EXERCISE DESCRIPTION:
Look through the entries below. Report each line that has the word "return" in it.

Saved data entries:
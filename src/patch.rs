//! Parametric patches.
use crate::control::{ControlGrid, ControlPoint};
use crate::error::IgaError;
use crate::grid_function::{ControlGridData, GridFunction, GridValue, CONTROL_POINT};
use crate::interface::PatchInterface;
use crate::multipatch::MultiPatchTag;
use crate::space::{BSplinesFESpace, BoundarySide, FunctionSpace};
use nalgebra::{DimName, DimNameDiff, DimNameSub, Isometry3, Point3, U1};
use std::collections::BTreeMap;
use std::sync::{Arc, Weak};

/// Identifier of a patch, unique within a multipatch.
pub type PatchId = usize;

/// A single parametric domain with its function space, fields and interfaces.
///
/// The control point grid ([`CONTROL_POINT`]) is mandatory for most operations. Additional
/// fields of any [`GridValue`] type can be attached by name; their values are interpreted in
/// the rational basis defined by the control point weights.
#[derive(Debug, Clone)]
pub struct Patch<D: DimName> {
    id: PatchId,
    prefix: String,
    space: Box<dyn FunctionSpace<D>>,
    grids: BTreeMap<String, ControlGridData>,
    interfaces: Vec<PatchInterface>,
    parent: Weak<MultiPatchTag>,
}

impl<D: DimName> Patch<D> {
    pub fn new<S>(id: PatchId, space: S) -> Self
    where
        S: FunctionSpace<D> + 'static,
    {
        Self::from_boxed_space(id, Box::new(space))
    }

    pub fn from_boxed_space(id: PatchId, space: Box<dyn FunctionSpace<D>>) -> Self {
        Self {
            id,
            prefix: "Patch".to_string(),
            space,
            grids: BTreeMap::new(),
            interfaces: Vec::new(),
            parent: Weak::new(),
        }
    }

    pub fn id(&self) -> PatchId {
        self.id
    }

    pub fn with_id(mut self, id: PatchId) -> Self {
        self.id = id;
        self
    }

    pub fn prefix(&self) -> &str {
        &self.prefix
    }

    pub fn set_prefix(&mut self, prefix: impl Into<String>) {
        self.prefix = prefix.into();
    }

    /// `<prefix>_<id>`, e.g. `Patch_3`.
    pub fn name(&self) -> String {
        format!("{}_{}", self.prefix, self.id)
    }

    pub fn dim(&self) -> usize {
        D::dim()
    }

    pub fn space(&self) -> &dyn FunctionSpace<D> {
        &*self.space
    }

    pub(crate) fn space_mut(&mut self) -> &mut dyn FunctionSpace<D> {
        &mut *self.space
    }

    /// The function space as a B-splines space, or an error naming this patch.
    pub fn bsplines_space(&self) -> Result<&BSplinesFESpace<D>, IgaError> {
        self.space
            .as_bsplines()
            .ok_or_else(|| IgaError::UnsupportedSpace {
                patch: self.id,
                expected: "BSplinesFESpace",
                found: self.space.space_type(),
            })
    }

    pub(crate) fn bsplines_space_mut(&mut self) -> Result<&mut BSplinesFESpace<D>, IgaError> {
        let (id, found) = (self.id, self.space.space_type());
        self.space
            .as_bsplines_mut()
            .ok_or(IgaError::UnsupportedSpace {
                patch: id,
                expected: "BSplinesFESpace",
                found,
            })
    }

    pub fn total_number(&self) -> usize {
        self.space.total_number()
    }

    fn check_grid_size(&self, name: &str, size: usize) -> Result<(), IgaError> {
        if size == self.total_number() {
            Ok(())
        } else {
            Err(IgaError::GridSizeMismatch {
                grid: name.to_string(),
                grid_size: size,
                expected: self.total_number(),
                patch: self.id,
            })
        }
    }

    /// Attaches the control points of the patch, replacing any existing ones.
    pub fn create_control_point_grid_function(&mut self, mut grid: ControlGrid<ControlPoint>) -> Result<(), IgaError> {
        self.check_grid_size(CONTROL_POINT, grid.len())?;
        grid.set_name(CONTROL_POINT);
        self.grids
            .insert(CONTROL_POINT.to_string(), ControlGridData::ControlPoint(grid));
        Ok(())
    }

    /// Attaches a named field, replacing any existing field of the same name.
    pub fn create_grid_function<T: GridValue>(
        &mut self,
        name: impl Into<String>,
        mut grid: ControlGrid<T>,
    ) -> Result<(), IgaError> {
        let name = name.into();
        if name == CONTROL_POINT {
            return Err(IgaError::InvalidArgument(format!(
                "{CONTROL_POINT} is reserved for the control points of the patch"
            )));
        }
        self.check_grid_size(&name, grid.len())?;
        grid.set_name(name.clone());
        self.grids.insert(name, T::wrap(grid));
        Ok(())
    }

    /// Removes a named field. The control points cannot be removed.
    pub fn remove_grid_function(&mut self, name: &str) -> Option<ControlGridData> {
        if name == CONTROL_POINT {
            return None;
        }
        self.grids.remove(name)
    }

    pub fn has_grid_function<T: GridValue>(&self, name: &str) -> bool {
        self.control_grid::<T>(name).is_some()
    }

    pub fn grid_function_names(&self) -> impl Iterator<Item = &str> {
        self.grids.keys().map(String::as_str)
    }

    pub fn grid_data(&self) -> impl Iterator<Item = &ControlGridData> {
        self.grids.values()
    }

    pub fn control_grid<T: GridValue>(&self, name: &str) -> Option<&ControlGrid<T>> {
        self.grids.get(name).and_then(T::grid)
    }

    pub fn control_grid_mut<T: GridValue>(&mut self, name: &str) -> Option<&mut ControlGrid<T>> {
        self.grids.get_mut(name).and_then(T::grid_mut)
    }

    /// The named field as a function over the patch.
    ///
    /// Fields other than the control points are weighted by the control point weights, if the
    /// patch has control points.
    pub fn grid_function<T: GridValue>(&self, name: &str) -> Option<GridFunction<'_, D, T>> {
        let grid = self.control_grid::<T>(name)?;
        if name == CONTROL_POINT {
            return Some(GridFunction::new(self.space(), grid));
        }
        Some(match self.control_points() {
            Ok(points) => GridFunction::weighted(self.space(), points.weights(), grid),
            Err(_) => GridFunction::new(self.space(), grid),
        })
    }

    pub fn control_points(&self) -> Result<&ControlGrid<ControlPoint>, IgaError> {
        self.control_grid::<ControlPoint>(CONTROL_POINT)
            .ok_or(IgaError::MissingControlPoints { patch: self.id })
    }

    pub fn control_points_mut(&mut self) -> Result<&mut ControlGrid<ControlPoint>, IgaError> {
        let id = self.id;
        self.control_grid_mut::<ControlPoint>(CONTROL_POINT)
            .ok_or(IgaError::MissingControlPoints { patch: id })
    }

    pub fn control_point_grid_function(&self) -> Result<GridFunction<'_, D, ControlPoint>, IgaError> {
        Ok(GridFunction::new(self.space(), self.control_points()?))
    }

    pub fn control_weights(&self) -> Result<Vec<f64>, IgaError> {
        Ok(self.control_points()?.weights())
    }

    /// Position of the geometric map at the parametric point `xi`.
    pub fn evaluate_point(&self, xi: &[f64]) -> Result<Point3<f64>, IgaError> {
        Ok(self.control_point_grid_function()?.evaluate(xi).point())
    }

    /// Moves all control points by a rigid transformation.
    pub fn apply_transformation(&mut self, transformation: &Isometry3<f64>) -> Result<(), IgaError> {
        for point in self.control_points_mut()?.values_mut() {
            point.apply_transformation(transformation);
        }
        Ok(())
    }

    /// Axis-aligned box `(min, max)` containing all control points, and hence the patch.
    pub fn bounding_box(&self) -> Result<(Point3<f64>, Point3<f64>), IgaError> {
        let points = self.control_points()?.points();
        let first = points
            .first()
            .ok_or(IgaError::MissingControlPoints { patch: self.id })?;
        Ok(points
            .iter()
            .fold((*first, *first), |(min, max), p| (min.inf(p), max.sup(p))))
    }

    /// Checks that the control points exist and that every field matches the function space.
    pub fn validate(&self) -> Result<(), IgaError> {
        self.control_points()?;
        for grid in self.grids.values() {
            self.check_grid_size(grid.name(), grid.len())?;
        }
        if let Some(interface) = self.interfaces.iter().find(|i| i.patch1() != self.id) {
            return Err(IgaError::InvalidArgument(format!(
                "patch {} holds an interface that starts at patch {}",
                self.id,
                interface.patch1()
            )));
        }
        Ok(())
    }

    /// Whether both patches are B-splines patches with the same knot vectors and orders.
    pub fn is_compatible(&self, other: &Patch<D>) -> bool {
        match (self.space.as_bsplines(), other.space.as_bsplines()) {
            (Some(a), Some(b)) => a.is_compatible(b),
            _ => false,
        }
    }

    /// Whether both patches are compatible and have the same control points.
    pub fn is_equivalent(&self, other: &Patch<D>) -> bool {
        self.is_compatible(other)
            && match (self.control_points(), other.control_points()) {
                (Ok(a), Ok(b)) => a
                    .values()
                    .iter()
                    .zip(b.values())
                    .all(|(p, q)| (p.homogeneous() - q.homogeneous()).amax() <= 1e-12),
                _ => false,
            }
    }

    /// The restriction of the patch to one of its sides.
    ///
    /// The boundary patch keeps the id of this patch, the global function indices of the
    /// functions on the side, and every field restricted to the side.
    pub fn construct_boundary_patch(&self, side: BoundarySide) -> Result<Patch<DimNameDiff<D, U1>>, IgaError>
    where
        D: DimNameSub<U1>,
    {
        let space = self.bsplines_space()?;
        let boundary_space = space.construct_boundary_fespace(side)?;
        let local_ids = space.boundary_local_ids(side)?;
        let shape = boundary_space.numbers();
        let mut boundary = Patch::new(self.id, boundary_space);
        boundary.set_prefix(format!("{}_{:?}", self.prefix, side));
        boundary.grids = self
            .grids
            .iter()
            .map(|(name, grid)| (name.clone(), grid.sub_grid(&local_ids, Some(shape.clone()))))
            .collect();
        Ok(boundary)
    }

    pub fn interfaces(&self) -> &[PatchInterface] {
        &self.interfaces
    }

    pub(crate) fn interfaces_mut(&mut self) -> &mut Vec<PatchInterface> {
        &mut self.interfaces
    }

    pub fn number_of_interfaces(&self) -> usize {
        self.interfaces.len()
    }

    pub fn interface(&self, i: usize) -> Option<&PatchInterface> {
        self.interfaces.get(i)
    }

    pub(crate) fn add_interface(&mut self, interface: PatchInterface) {
        self.interfaces.push(interface);
    }

    pub(crate) fn remove_interface(&mut self, interface: &PatchInterface) -> bool {
        let before = self.interfaces.len();
        self.interfaces.retain(|i| i != interface);
        self.interfaces.len() != before
    }

    pub(crate) fn clear_interfaces(&mut self) {
        self.interfaces.clear();
    }

    /// The patch adjacent to the given side, if any.
    pub fn neighbor(&self, side: BoundarySide) -> Option<PatchId> {
        self.interfaces
            .iter()
            .find(|i| i.side1() == side)
            .map(PatchInterface::patch2)
    }

    /// The side of this patch shared with `other`, if any.
    pub fn find_boundary_side(&self, other: PatchId) -> Option<BoundarySide> {
        self.interfaces
            .iter()
            .find(|i| i.patch2() == other)
            .map(PatchInterface::side1)
    }

    /// The multipatch this patch belongs to, if it still exists.
    pub fn parent_multipatch(&self) -> Option<Arc<MultiPatchTag>> {
        self.parent.upgrade()
    }

    pub(crate) fn set_parent(&mut self, parent: Weak<MultiPatchTag>) {
        self.parent = parent;
    }

    pub(crate) fn replace_grids(&mut self, grids: BTreeMap<String, ControlGridData>) {
        self.grids = grids;
    }

    pub(crate) fn grids(&self) -> &BTreeMap<String, ControlGridData> {
        &self.grids
    }

    pub(crate) fn grids_mut(&mut self) -> impl Iterator<Item = &mut ControlGridData> {
        self.grids.values_mut()
    }
}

RESULT:
            return Err(IgaError::InvalidArgument(format!(
            return None;
            return Some(GridFunction::new(self.space(), grid));
            return Err(IgaError::InvalidArgument(format!(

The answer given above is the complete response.